Sistematicamente, a pesquisa de campo de caráter etnográfico possui três fases. Uriarte [ 2012 , s/p] aponta quais são elas:

a primeira delas é um mergulho na teoria, informações e interpretações já feitas sobre a temática e a população específica que queremos estudar. A segunda fase consiste num longo tempo vivendo entre os “nativos” (rurais, urbanos, modernos ou tradicionais); esta fase se conhece como “trabalho de campo”. 4 A terceira fase consiste na escrita, que se faz de volta para a casa.
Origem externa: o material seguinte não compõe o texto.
//! Background job manager.
//!
//! Runs user work on a bounded worker pool and marshals every outcome back
//! to the control thread, where the [`JobGuard`] decides whether it is
//! applied or discarded.
//!
//! # Lifecycle
//!
//! ```text
//!  submit ──► Queued ──► Running ──► Completed ─┐
//!                │                   Cancelled ─┼──► (control thread) ──► Applied
//!                └── cancelled early ──────────►│                     └─► Discarded
//!                                    Failed ────┘
//! ```
//!
//! A job's result is applied only if the job is still the current one of its
//! type when the delivery runs. Everything else is dropped with a debug log.

use std::any::Any;
use std::collections::HashMap;
use std::sync::{Arc, Mutex};
use std::time::Duration;

use tokio::runtime::Handle;
use tokio::sync::Semaphore;
use tokio_util::sync::CancellationToken;
use tracing::{debug, warn};

use super::control::ControlPost;
use super::guard::{JobGuard, JobId};
use crate::error::JobError;
use crate::sync::lock;

// =============================================================================
// Outcome & State
// =============================================================================

/// What a worker produced.
#[derive(Debug)]
pub enum JobOutcome<T> {
    /// The work returned a value and the job was not cancelled
    Completed(T),

    /// The job was cancelled before or while running
    Cancelled,

    /// The work returned an error or panicked
    Failed(JobError),
}

impl<T> JobOutcome<T> {
    /// The outcome without its payload.
    pub fn kind(&self) -> OutcomeKind {
        match self {
            JobOutcome::Completed(_) => OutcomeKind::Completed,
            JobOutcome::Cancelled => OutcomeKind::Cancelled,
            JobOutcome::Failed(_) => OutcomeKind::Failed,
        }
    }

    /// Convert into a `Result`, mapping cancellation to `JobError::Cancelled`.
    pub fn into_result(self) -> Result<T, JobError> {
        match self {
            JobOutcome::Completed(value) => Ok(value),
            JobOutcome::Cancelled => Err(JobError::Cancelled),
            JobOutcome::Failed(err) => Err(err),
        }
    }
}

/// Payload-free outcome, recorded in [`JobState`].
#[derive(Debug, Clone, Copy, PartialEq, Eq)]
pub enum OutcomeKind {
    Completed,
    Cancelled,
    Failed,
}

/// What the control thread did with a delivered outcome.
#[derive(Debug, Clone, Copy, PartialEq, Eq)]
pub enum Disposition {
    /// Handed to the continuation
    Applied,

    /// Dropped because a newer job of the same type superseded it
    Discarded,
}

/// Per-job state machine.
#[derive(Debug, Clone, Copy, PartialEq, Eq)]
pub enum JobState {
    Queued,
    Running,
    /// Worker is done; delivery is waiting on the control thread
    Finished(OutcomeKind),
    /// Terminal
    Delivered(OutcomeKind, Disposition),
}

/// A progress report, delivered on the control thread.
#[derive(Debug, Clone, PartialEq, Eq)]
pub struct JobProgress {
    pub job_id: JobId,

    /// Percentage, clamped to `0..=100`
    pub value: u8,

    pub message: String,
}

type ProgressCallback = Arc<dyn Fn(JobProgress) + Send + Sync>;

fn set_state(state: &Mutex<JobState>, next: JobState) {
    *lock(state) = next;
}

// =============================================================================
// Job Handle
// =============================================================================

/// Handle returned by [`JobManager::submit`].
#[derive(Clone)]
pub struct JobHandle {
    job_id: JobId,
    job_type: Arc<str>,
    token: CancellationToken,
    guard: Arc<JobGuard>,
    state: Arc<Mutex<JobState>>,
}

impl JobHandle {
    pub fn job_id(&self) -> JobId {
        self.job_id
    }

    pub fn job_type(&self) -> &str {
        &self.job_type
    }

    /// Request cooperative cancellation.
    ///
    /// Flips the token and, if this job is still current for its type,
    /// clears the registry entry so its result can no longer be applied.
    pub fn cancel(&self) {
        self.token.cancel();
        if self.guard.clear_job_id_if(&self.job_type, self.job_id) {
            debug!(job_id = %self.job_id, job_type = %self.job_type, "Job cancelled");
        }
    }

    pub fn is_cancelled(&self) -> bool {
        self.token.is_cancelled()
    }

    /// Current position in the job state machine.
    pub fn state(&self) -> JobState {
        *lock(&self.state)
    }

    /// True once the worker side is done, delivered or not.
    pub fn is_finished(&self) -> bool {
        matches!(
            self.state(),
            JobState::Finished(_) | JobState::Delivered(..)
        )
    }
}

impl std::fmt::Debug for JobHandle {
    fn fmt(&self, f: &mut std::fmt::Formatter<'_>) -> std::fmt::Result {
        f.debug_struct("JobHandle")
            .field("job_id", &self.job_id)
            .field("job_type", &self.job_type)
            .field("state", &self.state())
            .finish()
    }
}

// =============================================================================
// Job Context
// =============================================================================

/// Passed to the work closure on the worker thread.
pub struct JobContext {
    job_id: JobId,
    job_type: Arc<str>,
    token: CancellationToken,
    guard: Arc<JobGuard>,
    post: Arc<dyn ControlPost>,
    on_progress: Option<ProgressCallback>,
}

impl JobContext {
    pub fn job_id(&self) -> JobId {
        self.job_id
    }

    pub fn job_type(&self) -> &str {
        &self.job_type
    }

    pub fn is_cancelled(&self) -> bool {
        self.token.is_cancelled()
    }

    /// Cancellation checkpoint for long-running loops.
    ///
    /// ```ignore
    /// for t in 0..frames {
    ///     ctx.checkpoint()?;
    ///     accumulate(t);
    /// }
    /// ```
    pub fn checkpoint(&self) -> Result<(), JobError> {
        if self.token.is_cancelled() {
            Err(JobError::Cancelled)
        } else {
            Ok(())
        }
    }

    /// The underlying token, for work that wants to await cancellation.
    pub fn cancellation_token(&self) -> &CancellationToken {
        &self.token
    }

    /// Report progress to the submitter.
    ///
    /// `value` is clamped to `0..=100`. The report is posted to the control
    /// thread and dropped there if the job is no longer current.
    pub fn report_progress(&self, value: i64, message: impl Into<String>) {
        let Some(callback) = self.on_progress.clone() else {
            return;
        };
        let progress = JobProgress {
            job_id: self.job_id,
            value: value.clamp(0, 100) as u8,
            message: message.into(),
        };
        let guard = self.guard.clone();
        let job_type = self.job_type.clone();
        self.post.post(Box::new(move || {
            if guard.is_current_job(&job_type, progress.job_id) {
                callback(progress);
            }
        }));
    }
}

// =============================================================================
// Job Manager
// =============================================================================

struct InFlight {
    job_type: Arc<str>,
    token: CancellationToken,
}

type InFlightMap = Arc<Mutex<HashMap<JobId, InFlight>>>;

/// Submits work to a bounded worker pool and delivers results on the
/// control thread.
///
/// # Example
///
/// ```ignore
/// let mut control = ControlQueue::new();
/// let jobs = JobManager::new(Handle::current(), 4, Arc::new(JobGuard::new()), control.poster());
///
/// jobs.submit("render", |n: u64, ctx| {
///     ctx.checkpoint()?;
///     Ok(n * 2)
/// }, 21, |outcome| {
///     if let JobOutcome::Completed(v) = outcome {
///         println!("got {v}");
///     }
/// });
///
/// // Control loop iteration
/// control.drain();
/// ```
pub struct JobManager {
    guard: Arc<JobGuard>,
    post: Arc<dyn ControlPost>,
    runtime: Handle,
    permits: Arc<Semaphore>,
    workers: usize,
    in_flight: InFlightMap,
}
Assim sendo, fez-se, no primeiro momento, a coleta em forma de descrições detalhadas, anotando tudo e transcrevendo as conversas, entrevistas e as observações na Divisão. Nessa fase, Uriarte [ 2012 ] aponta que o pesquisador deve acompanhar as pessoas de forma sutil, com perguntas obtusas, anotando tudo, porque não se sabe exatamente o que vai ser importante. Passado um período com muitas anotações e de incertezas, vem a segunda fase do trabalho de campo, que Uriarte [ 2012 , s/p] chama de “momento da sacada”, no qual, segundo a autora, já é possível enxergar uma determinada constância e ordem nos acontecimentos, “quando certas informações se transformam em material significativo para a pesquisa” [Uriarte, 2012 , s/p].
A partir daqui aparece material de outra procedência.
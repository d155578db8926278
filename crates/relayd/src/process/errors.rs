//! Defines the error surface for launching and supervising the server.

use thiserror::Error;

use crate::bootstrap::BootstrapError;
use crate::transport::ListenerError;

use super::shutdown::ShutdownError;

/// Errors surfaced while launching or supervising the command server.
#[derive(Debug, Error)]
pub enum LaunchError {
    /// Bootstrapping failed.
    #[error("command server bootstrap failed: {source}")]
    Bootstrap {
        /// Underlying bootstrap error.
        #[source]
        source: BootstrapError,
    },
    /// The HTTP listener failed to start or stop.
    #[error("command server listener failed: {source}")]
    Listener {
        /// Underlying listener error.
        #[source]
        source: ListenerError,
    },
    /// Waiting for shutdown failed.
    #[error("failed to await shutdown signal: {source}")]
    Shutdown {
        /// Underlying shutdown error.
        #[source]
        source: ShutdownError,
    },
    /// The thread waiting on shutdown signals could not be started.
    #[error("failed to spawn signal thread: {source}")]
    SignalThread {
        /// Underlying IO error.
        #[source]
        source: std::io::Error,
    },
    /// The thread waiting on shutdown signals panicked.
    #[error("signal thread panicked")]
    SignalThreadPanic,
}

impl From<BootstrapError> for LaunchError {
    fn from(source: BootstrapError) -> Self {
        Self::Bootstrap { source }
    }
}

impl From<ListenerError> for LaunchError {
    fn from(source: ListenerError) -> Self {
        Self::Listener { source }
    }
}

impl From<ShutdownError> for LaunchError {
    fn from(source: ShutdownError) -> Self {
        Self::Shutdown { source }
    }
}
Relativamente a isso, José Guilherme Magnani [ 2002 , p. 136] sublinha que:

a ‘sacada’ na pesquisa etnográfica, quando ocorre — em virtude de algum acontecimento trivial ou não — só se produz porque precedida e preparada por uma presença continuada em campo e uma atitude de atenção viva. Não é a obsessão pelo acúmulo de detalhes que caracteriza a etnografia, mas a atenção que se lhes dá: em algum momento os fragmentos podem arranjar-se num todo que oferece a pista para um novo entendimento, voltando à citação de Lévi-Strauss.

Como colocado acima pelo autor, o momento da “sacada” deriva de uma relação com o tempo no campo e na atenção sensível. Tendo isso, segundo Uriarte [ 2012 , s/p], é possível provocar um duplo processo no pesquisador: “por um lado, conseguir relativizar sua sociedade e, por outro, conseguir perceber a coerência da cultura do Outro”. Nas palavras de Roberto Da Matta [ 1981 , p. 144], citadas por Uriarte [ 2012 , s/p]: “o tempo possibilita que o antropólogo torne exótico (distante, estranho) o que é familiar e familiar (conhecido, próximo) o que é exótico”.
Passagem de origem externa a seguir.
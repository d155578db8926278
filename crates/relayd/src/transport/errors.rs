//! Error types for listener operations.

use std::io;
use std::net::SocketAddr;

use thiserror::Error;

/// Errors surfaced while binding or running the HTTP listener.
#[derive(Debug, Error)]
pub enum ListenerError {
    #[error("failed to bind HTTP listener at {addr}: {message}")]
    Bind { addr: SocketAddr, message: String },
    #[error("failed to spawn listener thread: {source}")]
    Spawn {
        #[source]
        source: io::Error,
    },
    #[error("listener thread panicked")]
    ThreadPanic,
}
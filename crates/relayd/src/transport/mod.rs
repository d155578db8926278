//! Loopback HTTP listener for the command server.
//!
//! The transport binds the configured endpoint and serves requests one at a
//! time on a background thread. Each request is handed to a
//! [`RequestHandler`], which never touches server state directly.

mod errors;
mod handler;
mod listener;
#[cfg(test)]
mod test_utils;

pub use self::errors::ListenerError;
pub use self::handler::{Flow, RequestHandler};
pub use self::listener::{HttpListener, ListenerHandle};
#[cfg(test)]
pub(crate) use self::test_utils::{CountingHandler, send_request};

const LISTENER_TARGET: &str = concat!(env!("CARGO_PKG_NAME"), "::transport");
Depois de encontrar a constância e a ordem dos acontecimentos, por meio do diálogo com os sujeitos, chega-se à terceira fase do fazer etnográfico: a escrita. Conforme Uriarte [ 2012 , s/p], é desafiante converter as experiências totais em narrativa etnográfica, o que, segundo a autora, necessariamente exigirá um mínimo de coerência e linearidade no texto que não são próprias da vivência em campo. Neste retorno, olhando para todo o período de observação e o que foi observado, são realizados um relato e uma análise, buscando tangenciar os objetivos desta pesquisa.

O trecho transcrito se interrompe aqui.